Les associations de transition énergétique et écologique, Canopée12 et ADOC, Agir Durablement en Olt et Causses, étaient présentes, pour conforter leurs analyses sur l’agriculture et l’alimentation dans un projet de société bas carbone.

C’est à dire une société où nourrir les humains et baisser nos émissions de gaz à effet de serre sont compatibles.

La salle était comble, plus de 200 personnes ont pu écouter la présentation de la filière bio Aveyronnaise par les agriculteurs : 14 % des exploitations du département sont bio et la région Occitanie occupe la première place en l’Europe.

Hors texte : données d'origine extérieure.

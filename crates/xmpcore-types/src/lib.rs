//! Shared vocabulary for the XMP property-tree core
//!
//! This crate provides the constants used by both the core library and its
//! diagnostic tooling:
//!
//! - **Namespace URIs**: the well-known schema namespaces registered at startup
//! - **Reserved names**: array-item placeholder, language/type qualifiers
//! - **Schema constants**: canonical field keys and event names for logging

pub mod names;
pub mod ns;
pub mod schema;

pub use names::{ARRAY_ITEM_NAME, RDF_TYPE, XML_LANG, X_DEFAULT};
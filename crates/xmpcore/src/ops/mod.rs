pub mod naming;
pub mod resolver;

pub use naming::{derive_qualified_name, derive_uri, QualifiedName};
pub use resolver::{
    create_child, create_qualifier, create_schema, find_child, find_node, find_qualifier,
    find_schema, lookup_lang_item, lookup_node, remove_node, set_value,
};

Pour nos intervenants, deux agriculteurs et une agricultrice, nous sommes à un tournant ; le réchauffement climatique est un fait et va bouleverser habitudes et techniques agronomiques.

Marc Dufumier, agronome engagé et professeur émérite à AgroParisTech, nous a expliqué ce qu’est l’agroécologie.

« L’agroécologie est une discipline scientifique, celle qui rend intelligible la complexité et le fonctionnement des agroécosystèmes, de façon à inspirer des pratiques agricoles novatrices ayant pour objectif de pouvoir nourrir durablement et correctement les populations locales. »

D’un point de vue agronomique

« Il faut faire un usage intensif des ressources naturelles renouvelables, être économe en énergie fossile et ne plus utiliser d’agrotoxiques. Les kilocalories qui sont quotidiennement nécessaires à notre alimentation nous viennent en réalité du soleil grâce à la plante, qui transforme cette énergie solaire en énergie alimentaire via la photosynthèse. L’agroécologie scientifique doit donc permettre d’envisager un usage intensif des rayons du soleil. »

« Il faut des sols poreux, dont la structure est capable de retenir l’eau. C’est désormais le ver de terre qui rendra le sol poreux et non la charrue qui tend à détruire le taux d’humus des sols et rendre ceux-ci plus sensibles à l’érosion. Il nous faut un usage intensif de l’eau qui tombe du ciel, qui sera retenue par la porosité du sol et son humus».

« Nous avons également besoin de protéines, constituées d’azote, dans notre alimentation. L’agroécologie scientifique propose de substituer les engrais azotés de synthèse, fabriqués avec de l’énergie fossile et très émetteurs de protoxyde d’azote (un puissant gaz à effet de serre), par des plantes de l’ordre des légumineuses capables de fixer l’azote contenu naturellement dans l’air. Il nous faut un usage intensif de l’azote atmosphérique ».

On aura donc compris par sa formule « usage intensif », que ce système agronomique est très consommateur en ressources naturelles inépuisables.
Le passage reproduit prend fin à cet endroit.